Research Remix

August 13, 2010

Supplementary materials is a stopgap for data archiving

Filed under: Policies — Tags: , , , , — Heather Piwowar @ 11:23 am

The Journal of Neuroscience has issued a new policy on supplementary materials:

Beginning November 1, 2010, The Journal of Neuroscience will no longer allow authors to include supplemental material when they submit new manuscripts and will no longer host supplemental material on its web site for those articles

I think this will benefit the reporting of methods and exploratory analyses. I am thrilled that citations will no longer be lost in supplementary materials, assuming the additional citations make it into the main references list rather than being omitted.

But what about data?

A journal’s supplementary material section is not a great place for data. Limitations include:

  • not good for data formatting and reporting standards
  • not good for discoverability
  • not good for truly permanent storage
  • not good for machine retrievability
  • not good for journals sticking to core competencies
  • not good for journal planning, efficiency
  • not good for free access (in subscription journals)
  • not good for open access (or at least conveying openness clearly)
  • not good for lots of other things that I don’t know about and publishers don’t know about but repository professionals do know about

Most people would agree that well-designed, well-supported data repositories are the best place for data.
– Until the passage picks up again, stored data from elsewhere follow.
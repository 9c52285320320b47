/*!
 * Codemap writer: indented text tree of a project directory
 */

use std::fs::File;
use std::io::{self, BufWriter, Write};
use std::path::{Path, PathBuf};

use crate::error::{ExtractError, Result};
use crate::rules::IgnoreRules;
use crate::utils::{file_extension, TreeWalker};

const GUIDE: &str = "│   ";
const BRANCH: &str = "├── ";

/// Renders the codemap of a root directory
pub struct CodemapWriter<'a> {
    walker: TreeWalker<'a>,
    rules: &'a IgnoreRules,
}

impl<'a> CodemapWriter<'a> {
    /// Create a writer for `root`
    pub fn new(root: &'a Path, rules: &'a IgnoreRules) -> Self {
        Self {
            walker: TreeWalker::new(root, rules),
            rules,
        }
    }

    /// Prune those of `dirs` that lie inside the root from the map
    pub fn skipping(mut self, dirs: &[PathBuf]) -> Self {
        self.walker = self.walker.skipping(dirs);
        self
    }

    /// Write the tree followed by the included libraries
    ///
    /// `libraries` pairs each selected library with its resolved version.
    pub fn write_to<W: Write>(&self, out: &mut W, libraries: &[(String, String)]) -> io::Result<()> {
        self.write_tree(out)?;

        writeln!(out)?;
        writeln!(out, "Included Libraries:")?;
        for (name, version) in libraries {
            writeln!(out, "{} (v{})", name, version)?;
        }

        Ok(())
    }

    /// Write the codemap into `path`
    pub fn write_file(&self, path: &Path, libraries: &[(String, String)]) -> Result<()> {
        let to_write_error = |source| ExtractError::Write {
            path: path.to_path_buf(),
            source,
        };

        let file = File::create(path).map_err(to_write_error)?;
        let mut writer = BufWriter::new(file);
        self.write_to(&mut writer, libraries)
            .and_then(|_| writer.flush())
            .map_err(to_write_error)?;

        log::info!("Wrote codemap to {}", path.display());
        Ok(())
    }

    fn write_tree<W: Write>(&self, out: &mut W) -> io::Result<()> {
        for entry in self.walker.entries() {
            let name = entry.file_name().to_string_lossy();
            let indent = GUIDE.repeat(entry.depth() - 1);

            if entry.path().is_dir() {
                writeln!(out, "{}{}{}/", indent, BRANCH, name)?;
            } else {
                let hidden = file_extension(entry.path())
                    .map_or(false, |ext| self.rules.is_ignored_extension(&ext));
                if !hidden {
                    writeln!(out, "{}{}{}", indent, BRANCH, name)?;
                }
            }
        }

        Ok(())
    }
}

#[cfg(test)]
mod tests {
    use super::*;
    use std::fs;
    use tempfile::tempdir;

    fn render(root: &Path, rules: &IgnoreRules, libraries: &[(String, String)]) -> String {
        let mut out = Vec::new();
        CodemapWriter::new(root, rules)
            .write_to(&mut out, libraries)
            .unwrap();
        String::from_utf8(out).unwrap()
    }

    #[test]
    fn nested_entries_are_sorted_and_indented() {
        let dir = tempdir().unwrap();
        let root = dir.path();
        fs::create_dir_all(root.join("src/util")).unwrap();
        fs::write(root.join("src/util/io.py"), "").unwrap();
        fs::write(root.join("src/main.py"), "").unwrap();
        fs::write(root.join("README.md"), "").unwrap();

        let text = render(root, &IgnoreRules::empty(), &[]);

        assert_eq!(
            text,
            "├── README.md\n\
             ├── src/\n\
             │   ├── main.py\n\
             │   ├── util/\n\
             │   │   ├── io.py\n\
             \n\
             Included Libraries:\n"
        );
    }

    #[test]
    fn ignored_extensions_hide_files_but_not_directories() {
        let dir = tempdir().unwrap();
        let root = dir.path();
        fs::create_dir_all(root.join("logs.log")).unwrap();
        fs::write(root.join("run.log"), "").unwrap();
        fs::write(root.join("app.py"), "").unwrap();

        let rules = IgnoreRules::new([".log"], Vec::<String>::new()).unwrap();
        let text = render(root, &rules, &[]);

        assert!(text.contains("├── app.py\n"));
        assert!(text.contains("├── logs.log/\n"));
        assert!(!text.contains("run.log"));
    }

    #[test]
    fn libraries_are_listed_after_the_tree() {
        let dir = tempdir().unwrap();
        fs::write(dir.path().join("a.py"), "").unwrap();

        let libraries = vec![
            ("requests".to_string(), "2.31.0".to_string()),
            ("os".to_string(), "Unknown".to_string()),
        ];
        let text = render(dir.path(), &IgnoreRules::empty(), &libraries);

        assert!(text.ends_with("\nIncluded Libraries:\nrequests (v2.31.0)\nos (vUnknown)\n"));
    }
}
/*!
 * Core types and data structures for codemap-extract
 */

use std::fs;
use std::path::{Path, PathBuf};

use chrono::{DateTime, Local};

use crate::error::{ExtractError, Result};

/// Format of the run folder timestamp (`codebase-<timestamp>`)
pub const RUN_TIMESTAMP_FORMAT: &str = "%Y.%m.%d_%H.%M.%S";

/// Prefix of the per-run folder name
pub const CODEBASE_PREFIX: &str = "codebase-";

/// Folder receiving library reports, next to the run folders
pub const LIBRARIES_DIR: &str = "Libraries";

/// Format of the header line prepended to copied text files
pub const COPY_HEADER_FORMAT: &str = "# file updated %Y.%m.%d_%H:%M:%S";

/// Installed location and footprint of a library
#[derive(Debug, Clone, PartialEq, Eq)]
pub struct LibraryInfo {
    /// Directory containing the library's origin file
    pub path: PathBuf,
    /// Number of files below `path`
    pub file_count: u64,
    /// Sum of file sizes below `path`, in bytes
    pub total_size: u64,
}

/// How a single file ended up in the output directory
#[derive(Debug, Clone, Copy, PartialEq, Eq)]
pub enum CopyKind {
    /// UTF-8 content, written with a timestamp header
    Text,
    /// Non UTF-8 content, copied verbatim with metadata
    Binary,
}

/// Statistics of one collector pass
#[derive(Debug, Clone, Default)]
pub struct CopyStats {
    /// Files written with a timestamp header
    pub text_files: usize,
    /// Files copied byte for byte
    pub binary_files: usize,
    /// Bytes read from the copied source files
    pub bytes: u64,
    /// Files that could not be copied, with the reason
    pub failures: Vec<(PathBuf, String)>,
}

impl CopyStats {
    /// Total number of files that reached the output directory
    pub fn copied(&self) -> usize {
        self.text_files + self.binary_files
    }

    pub(crate) fn record(&mut self, kind: CopyKind, bytes: u64) {
        self.bytes += bytes;
        match kind {
            CopyKind::Text => self.text_files += 1,
            CopyKind::Binary => self.binary_files += 1,
        }
    }
}

/// What the operator asked for in one run
#[derive(Debug, Clone)]
pub struct RunRequest {
    /// Directory to snapshot
    pub root: PathBuf,
    /// Directory receiving `<root-basename>/...`
    pub output_dir: PathBuf,
    /// Extensions (with leading dot) selected for copying
    pub file_types: Vec<String>,
    /// Libraries selected for reporting
    pub libraries: Vec<String>,
}

/// Paths of the artifacts produced by one run
///
/// ```text
/// <output>/<root-basename>/codebase-<timestamp>/<root-basename>-codemap.txt
/// <output>/<root-basename>/Libraries/
/// ```
#[derive(Debug, Clone, PartialEq, Eq)]
pub struct RunLayout {
    /// `<output>/<root-basename>`
    pub top_level_dir: PathBuf,
    /// `codebase-<timestamp>` folder holding the codemap and copies
    pub codebase_dir: PathBuf,
    /// Sibling folder for library reports
    pub libraries_dir: PathBuf,
    /// The codemap text file
    pub codemap_file: PathBuf,
    /// Timestamp string used in folder and report names
    pub timestamp: String,
}

impl RunLayout {
    /// Compute the layout for `root` below `output_dir`
    pub fn new(output_dir: &Path, root: &Path, generated_at: DateTime<Local>) -> Self {
        let root_name = root_basename(root);
        let timestamp = generated_at.format(RUN_TIMESTAMP_FORMAT).to_string();
        let top_level_dir = output_dir.join(&root_name);
        let codebase_dir = top_level_dir.join(format!("{}{}", CODEBASE_PREFIX, timestamp));

        Self {
            codemap_file: codebase_dir.join(format!("{}-codemap.txt", root_name)),
            libraries_dir: top_level_dir.join(LIBRARIES_DIR),
            top_level_dir,
            codebase_dir,
            timestamp,
        }
    }

    /// Create the codebase and library folders
    pub fn create(&self) -> Result<()> {
        for dir in [&self.codebase_dir, &self.libraries_dir] {
            fs::create_dir_all(dir).map_err(|source| ExtractError::CreateDir {
                path: dir.clone(),
                source,
            })?;
        }
        Ok(())
    }
}

/// Folders of `top_level_dir` that hold run artifacts and must not be scanned
///
/// Normally that is `top_level_dir` itself. When it is the root (the output
/// directory is the root's parent) only the `Libraries/` and `codebase-*`
/// folders are left out, so the project itself is still walked.
pub fn run_output_dirs(top_level_dir: &Path, root: &Path) -> Vec<PathBuf> {
    let is_root = match (fs::canonicalize(top_level_dir), fs::canonicalize(root)) {
        (Ok(top), Ok(root)) => top == root,
        _ => false,
    };
    if !is_root {
        return vec![top_level_dir.to_path_buf()];
    }

    let mut dirs = vec![top_level_dir.join(LIBRARIES_DIR)];
    if let Ok(entries) = fs::read_dir(top_level_dir) {
        dirs.extend(
            entries
                .filter_map(|entry| entry.ok())
                .filter(|entry| {
                    entry
                        .file_name()
                        .to_string_lossy()
                        .starts_with(CODEBASE_PREFIX)
                })
                .map(|entry| entry.path())
                .filter(|path| path.is_dir()),
        );
    }
    dirs
}

/// Last path component of `root`, resolving `.` and trailing separators
pub fn root_basename(root: &Path) -> String {
    if let Some(name) = root.file_name() {
        return name.to_string_lossy().to_string();
    }

    fs::canonicalize(root)
        .ok()
        .and_then(|abs| abs.file_name().map(|n| n.to_string_lossy().to_string()))
        .unwrap_or_else(|| "root".to_string())
}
The problem is, such repositories are few and far between. All is well and good if an experiment is in a discipline or produces a datatype for which a best-practice repository exists: the data should go there. All may be good if the authors are in an institution with an institutional repository that is well-equipped to handle scientific data, though these are uncommon. Otherwise where can investigators put their datasets?

Supplementary information is not a perfect home, it is not even very good, but it is better than hosting data on a lab websites or email-on-demand. It is a useful stopgap while more discipline-based repositories and institutional repositories rise to fill the need.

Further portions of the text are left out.